​running 2 instances of izzy at once for 2 discrete functions

  • Hey all - 

    wondering if anyone else is trying to run 2 different systems on the same machine, if it compromises performance, causes bugs, or if it's just fine...

    Specifically: I am finding that if I want to control lights and video in a theatre or dance context, I need to trigger scenes / cues at separate times, and given that I already need an active scene for lighting, it makes control extremely complex. 

    (I haven't had a chance to go deep enough into either javascript or data arrays to enable lighting control by reading from external files, which would be an amazing advancement.)

    So: I run 2 instances that don't overlap in function: one for lights and one for video.  As long as I keep my midi and go triggers discrete it seems to work, but I still get occasional crashes.  

    Anyone else?


  • if your lighting control is all in one scene, you can keep that active whilst you run the rest of the show in other scenes. but i guess you are running through a cue list for your lighting as well, so i would recommend separate machines, rather than 2 instances of Isadora on the same machine.

  • my standard setup consist in Isadora as master program for video, interaction and so on. But lights are on QLC+ (more relible in some way and more important with ready made fixtures). Of course  go triggers are given by isadora through loopMIDI that is very very stable and allow you to have the flexibility of Isadora AND the common programming style of QLC+

    In my experience for the purpose you described that is the better option

  • Tech Staff

    What I normally do if I got a theatre job.

    - ETC Nomad for Lighting (EOS Family Software) (Since every single technician knows how to operate the lighting board)

    - Cue based on OSC messages come in Isadora (> Video Out) or when content has been delivered in an other program like (Resolume) I would use Isadora as main control program that sends a OSC message / MIDI message to Resolume.

  • I have run two instances of Isadora simultaneously on many occasions.  In fact, it is my preferred method.  As you suggest, I use one for control and one for "cues".  The advantage of this over just having one scene active in the background is that you can always access the control scene.  When you have an active scene in the background, you can't click into it without interrupting the show.  Similarly, if you have the control scene active and just trigger activate and deactivate scenes, then you can't actually go into the scene in question without deactivating the control scene.

    The other beautiful thing is that broadcast and listeners work between the two instances, so I usually setup a user actor system to trigger jumps from the control instance to the "cues" instance. I can provide more detail if needed.


  • Thanks all for the insights!  - and the tips on partner programs for LX control, @Juriaan and @Maximortal. Although familiar with Nomad (well, with ETC boards, and therefore the syntax), I haven't shelled out for it (yet); and I've never heard of QLC+ - something to try

    I sometimes run in parallel with Qlab for theatre-friendly sound Q-ing - although that arrangements has its own kinks.

    @CraigAlfredson : clever approach to being able to see the "activated" scene in this way!

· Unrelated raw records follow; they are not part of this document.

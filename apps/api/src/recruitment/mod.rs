//! Job postings, interview scheduling and the recruitment record lists.

pub mod handlers;
pub mod store;

use chrono::{DateTime, Utc};
use serde::Deserialize;
use uuid::Uuid;

use crate::errors::AppError;
use crate::validation::{one_of, optional, required};

#[derive(Debug, Clone, Copy, PartialEq, Eq)]
pub enum JobType {
    FullTime,
    PartTime,
    Contract,
    Internship,
}

impl JobType {
    const CHOICES: [(&'static str, JobType); 4] = [
        ("full-time", JobType::FullTime),
        ("part-time", JobType::PartTime),
        ("contract", JobType::Contract),
        ("internship", JobType::Internship),
    ];

    pub fn parse(value: &str) -> Result<Self, AppError> {
        one_of("job_type", value, &Self::CHOICES)
    }

    pub fn as_str(self) -> &'static str {
        match self {
            JobType::FullTime => "full-time",
            JobType::PartTime => "part-time",
            JobType::Contract => "contract",
            JobType::Internship => "internship",
        }
    }
}

#[derive(Debug, Clone, Copy, PartialEq, Eq)]
pub enum PostingStatus {
    Open,
    Closed,
}

impl PostingStatus {
    pub fn parse(value: &str) -> Result<Self, AppError> {
        one_of(
            "status",
            value,
            &[("open", PostingStatus::Open), ("closed", PostingStatus::Closed)],
        )
    }

    pub fn as_str(self) -> &'static str {
        match self {
            PostingStatus::Open => "open",
            PostingStatus::Closed => "closed",
        }
    }
}

#[derive(Debug, Clone, Copy, PartialEq, Eq)]
pub enum InterviewType {
    Phone,
    Video,
    InPerson,
}

impl InterviewType {
    const CHOICES: [(&'static str, InterviewType); 3] = [
        ("phone", InterviewType::Phone),
        ("video", InterviewType::Video),
        ("in-person", InterviewType::InPerson),
    ];

    pub fn parse(value: &str) -> Result<Self, AppError> {
        one_of("interview_type", value, &Self::CHOICES)
    }

    pub fn as_str(self) -> &'static str {
        match self {
            InterviewType::Phone => "phone",
            InterviewType::Video => "video",
            InterviewType::InPerson => "in-person",
        }
    }
}

#[derive(Debug, Clone, Copy, PartialEq, Eq)]
pub enum InterviewStatus {
    Scheduled,
    Completed,
    Cancelled,
}

impl InterviewStatus {
    const CHOICES: [(&'static str, InterviewStatus); 3] = [
        ("scheduled", InterviewStatus::Scheduled),
        ("completed", InterviewStatus::Completed),
        ("cancelled", InterviewStatus::Cancelled),
    ];

    pub fn parse(value: &str) -> Result<Self, AppError> {
        one_of("status", value, &Self::CHOICES)
    }

    pub fn as_str(self) -> &'static str {
        match self {
            InterviewStatus::Scheduled => "scheduled",
            InterviewStatus::Completed => "completed",
            InterviewStatus::Cancelled => "cancelled",
        }
    }
}

#[derive(Debug, Deserialize)]
pub struct CreateJobPostingRequest {
    #[serde(default)]
    pub title: String,
    #[serde(default)]
    pub department: String,
    #[serde(default)]
    pub description: String,
    pub requirements: Option<String>,
    pub location: Option<String>,
    #[serde(default)]
    pub job_type: String,
    pub salary_range: Option<String>,
}

#[derive(Debug, Clone, PartialEq)]
pub struct NewJobPosting {
    pub title: String,
    pub department: String,
    pub description: String,
    pub requirements: Option<String>,
    pub location: Option<String>,
    pub job_type: JobType,
    pub salary_range: Option<String>,
}

impl CreateJobPostingRequest {
    pub fn validate(self) -> Result<NewJobPosting, AppError> {
        Ok(NewJobPosting {
            title: required("title", &self.title)?,
            department: required("department", &self.department)?,
            description: required("description", &self.description)?,
            requirements: optional(self.requirements),
            location: optional(self.location),
            job_type: JobType::parse(self.job_type.trim())?,
            salary_range: optional(self.salary_range),
        })
    }
}

#[derive(Debug, Deserialize)]
pub struct CreateInterviewRequest {
    #[serde(default)]
    pub candidate_name: String,
    #[serde(default)]
    pub candidate_email: String,
    pub job_posting_id: Option<Uuid>,
    pub interview_date: Option<DateTime<Utc>>,
    #[serde(default)]
    pub interview_type: String,
    pub interviewer_id: Option<Uuid>,
    pub notes: Option<String>,
}

#[derive(Debug, Clone, PartialEq)]
pub struct NewInterview {
    pub candidate_name: String,
    pub candidate_email: String,
    pub job_posting_id: Option<Uuid>,
    pub interview_date: DateTime<Utc>,
    pub interview_type: InterviewType,
    pub interviewer_id: Option<Uuid>,
    pub notes: Option<String>,
}

impl CreateInterviewRequest {
    pub fn validate(self) -> Result<NewInterview, AppError> {
        Ok(NewInterview {
            candidate_name: required("candidate_name", &self.candidate_name)?,
            candidate_email: required("candidate_email", &self.candidate_email)?,
            job_posting_id: self.job_posting_id,
            interview_date: self
                .interview_date
                .ok_or_else(|| AppError::Validation("interview_date is required".to_string()))?,
            interview_type: InterviewType::parse(self.interview_type.trim())?,
            interviewer_id: self.interviewer_id,
            notes: optional(self.notes),
        })
    }
}

#[derive(Debug, Deserialize)]
pub struct StatusChange {
    #[serde(default)]
    pub status: String,
}

#[cfg(test)]
mod tests {
    use super::*;

    #[test]
    fn test_job_posting_requires_core_fields() {
        let req: CreateJobPostingRequest = serde_json::from_str(
            r#"{"title": "Backend Engineer", "department": "Engineering",
                "description": "Build services", "job_type": "full-time",
                "location": ""}"#,
        )
        .unwrap();
        let posting = req.validate().unwrap();
        assert_eq!(posting.job_type, JobType::FullTime);
        assert_eq!(posting.location, None);

        let req: CreateJobPostingRequest = serde_json::from_str(
            r#"{"title": "Backend Engineer", "department": "Engineering",
                "description": "", "job_type": "full-time"}"#,
        )
        .unwrap();
        assert!(matches!(req.validate(), Err(AppError::Validation(_))));
    }

    #[test]
    fn test_job_type_uses_hyphenated_values() {
        assert_eq!(JobType::parse("part-time").unwrap(), JobType::PartTime);
        assert!(JobType::parse("part_time").is_err());
    }

    #[test]
    fn test_interview_requires_date_and_known_type() {
        let req: CreateInterviewRequest = serde_json::from_str(
            r#"{"candidate_name": "Grace", "candidate_email": "grace@example.com",
                "interview_date": "2024-05-02T14:00:00Z", "interview_type": "in-person"}"#,
        )
        .unwrap();
        let interview = req.validate().unwrap();
        assert_eq!(interview.interview_type, InterviewType::InPerson);
        assert_eq!(interview.job_posting_id, None);

        let req: CreateInterviewRequest = serde_json::from_str(
            r#"{"candidate_name": "Grace", "candidate_email": "grace@example.com",
                "interview_type": "video"}"#,
        )
        .unwrap();
        assert!(req.validate().is_err());
    }

    #[test]
    fn test_status_values() {
        assert_eq!(PostingStatus::parse("closed").unwrap(), PostingStatus::Closed);
        assert!(PostingStatus::parse("draft").is_err());
        assert_eq!(
            InterviewStatus::parse("cancelled").unwrap(),
            InterviewStatus::Cancelled
        );
        assert!(InterviewStatus::parse("no-show").is_err());
    }
}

    ...so, is "2 instance izzy" is a hack? or just a riskier way of running? 

  • Beta Platinum

    @plastictaxi said:

    ...so, is "2 instance izzy" is a hack? or just a riskier way of running? 

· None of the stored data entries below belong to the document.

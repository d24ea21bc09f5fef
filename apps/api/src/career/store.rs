use sqlx::PgPool;
use tracing::info;
use uuid::Uuid;

use super::{NewCareerProfile, DEFAULT_PLATFORM, ROADMAP_REASONING};
use crate::errors::AppError;
use crate::models::career::{EmployeeResumeRow, InternalJobMatch, LearningRecommendationRow};

pub async fn latest_analysis(
    pool: &PgPool,
    employee_id: Uuid,
) -> Result<Option<EmployeeResumeRow>, AppError> {
    let row = sqlx::query_as::<_, EmployeeResumeRow>(
        r#"
        SELECT * FROM employee_resumes
        WHERE employee_id = $1
        ORDER BY created_at DESC
        LIMIT 1
        "#,
    )
    .bind(employee_id)
    .fetch_optional(pool)
    .await?;
    Ok(row)
}

/// Highest priority first, then newest.
pub async fn learning_recommendations(
    pool: &PgPool,
    employee_id: Uuid,
) -> Result<Vec<LearningRecommendationRow>, AppError> {
    let rows = sqlx::query_as::<_, LearningRecommendationRow>(
        r#"
        SELECT * FROM learning_recommendations
        WHERE employee_id = $1
        ORDER BY CASE priority WHEN 'high' THEN 0 WHEN 'medium' THEN 1 ELSE 2 END,
                 created_at DESC
        "#,
    )
    .bind(employee_id)
    .fetch_all(pool)
    .await?;
    Ok(rows)
}

/// Best match first; only postings still open.
pub async fn internal_job_matches(
    pool: &PgPool,
    employee_id: Uuid,
) -> Result<Vec<InternalJobMatch>, AppError> {
    let rows = sqlx::query_as::<_, InternalJobMatch>(
        r#"
        SELECT r.id, r.job_posting_id, r.ai_match_score, r.ai_reasoning,
               j.title, j.department, j.location, j.job_type, r.created_at
        FROM internal_job_recommendations r
        JOIN job_postings j ON j.id = r.job_posting_id
        WHERE r.employee_id = $1 AND j.status = 'open'
        ORDER BY r.ai_match_score DESC NULLS LAST, r.created_at DESC
        "#,
    )
    .bind(employee_id)
    .fetch_all(pool)
    .await?;
    Ok(rows)
}

/// Stores the analysis and its learning recommendations together, or neither.
pub async fn insert_profile(
    pool: &PgPool,
    profile: &NewCareerProfile,
) -> Result<EmployeeResumeRow, AppError> {
    let mut tx = pool.begin().await?;

    let row = sqlx::query_as::<_, EmployeeResumeRow>(
        r#"
        INSERT INTO employee_resumes
            (employee_id, resume_url, resume_text, ai_skill_gaps, ai_career_path,
             ai_learning_roadmap, ai_promotion_probability, ai_attrition_risk)
        VALUES ($1, $2, $3, $4, $5, $6, $7, $8)
        RETURNING *
        "#,
    )
    .bind(profile.employee_id)
    .bind(&profile.resume_url)
    .bind(&profile.resume_text)
    .bind(&profile.skill_gaps)
    .bind(&profile.career_path)
    .bind(&profile.learning_roadmap)
    .bind(profile.promotion_probability)
    .bind(&profile.attrition_risk)
    .fetch_one(&mut *tx)
    .await?;

    for rec in &profile.recommendations {
        sqlx::query(
            r#"
            INSERT INTO learning_recommendations
                (employee_id, skill, course_name, platform, priority, ai_reasoning)
            VALUES ($1, $2, $3, $4, $5, $6)
            "#,
        )
        .bind(profile.employee_id)
        .bind(&rec.skill)
        .bind(&rec.course_name)
        .bind(DEFAULT_PLATFORM)
        .bind(&rec.priority)
        .bind(ROADMAP_REASONING)
        .execute(&mut *tx)
        .await?;
    }

    tx.commit().await?;

    info!(
        "Career analysis {} stored for employee {} with {} learning recommendations",
        row.id,
        profile.employee_id,
        profile.recommendations.len()
    );
    Ok(row)
}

     The fact that you are experiencing program crashes probably answers this. I guess we learn our own methods and developments when putting shows together. It is really wonderful that Isadora allows the flexibility for each user to craft a unique system. 

    Technical theatre operators in my city are still apprehensive about my methods when I work in their theatres. They are unfamiliar and skeptical about a software that controls all the technical aspects of the theatre in one box. One of those concerns is really valid, and that is the question of is the system prone to crash? And how long will it take to reinstate the system when if it does?

    If you are using Isadora and experience a program crash, even once, during a public showing in a large theatre it is going to be hard to recover from that in terms of the level of trust and anticipation of risk when approaching the next production.

    There are many ways to mitigate the risk, such as assigning a solid black desktop color and setting projectors to a black screen so that you are not suddenly projecting unintended logos and desktop images in front of audiences if Isadora crashes.

    I tend to develop total theatre projects where all of the elements interact and it all happens in primary and secondary active scenes within Isadora. I am more inclined to run multiple instances of Isadora on separate computers and network them together. Often I will have a patch on a machine that is focused on audio and running visuals and another machine that is running lighting through a dmx interface and running more visuals. I have used KVM switches to monitor and access each machine but generally building one control interface that can be extended to a wireless controller such as TouchOSC.

    But I would say that using Isadora enables great diversity in application that extends far outside the standard formats of technical theatre and well beyond the architecture of the theatre itself. 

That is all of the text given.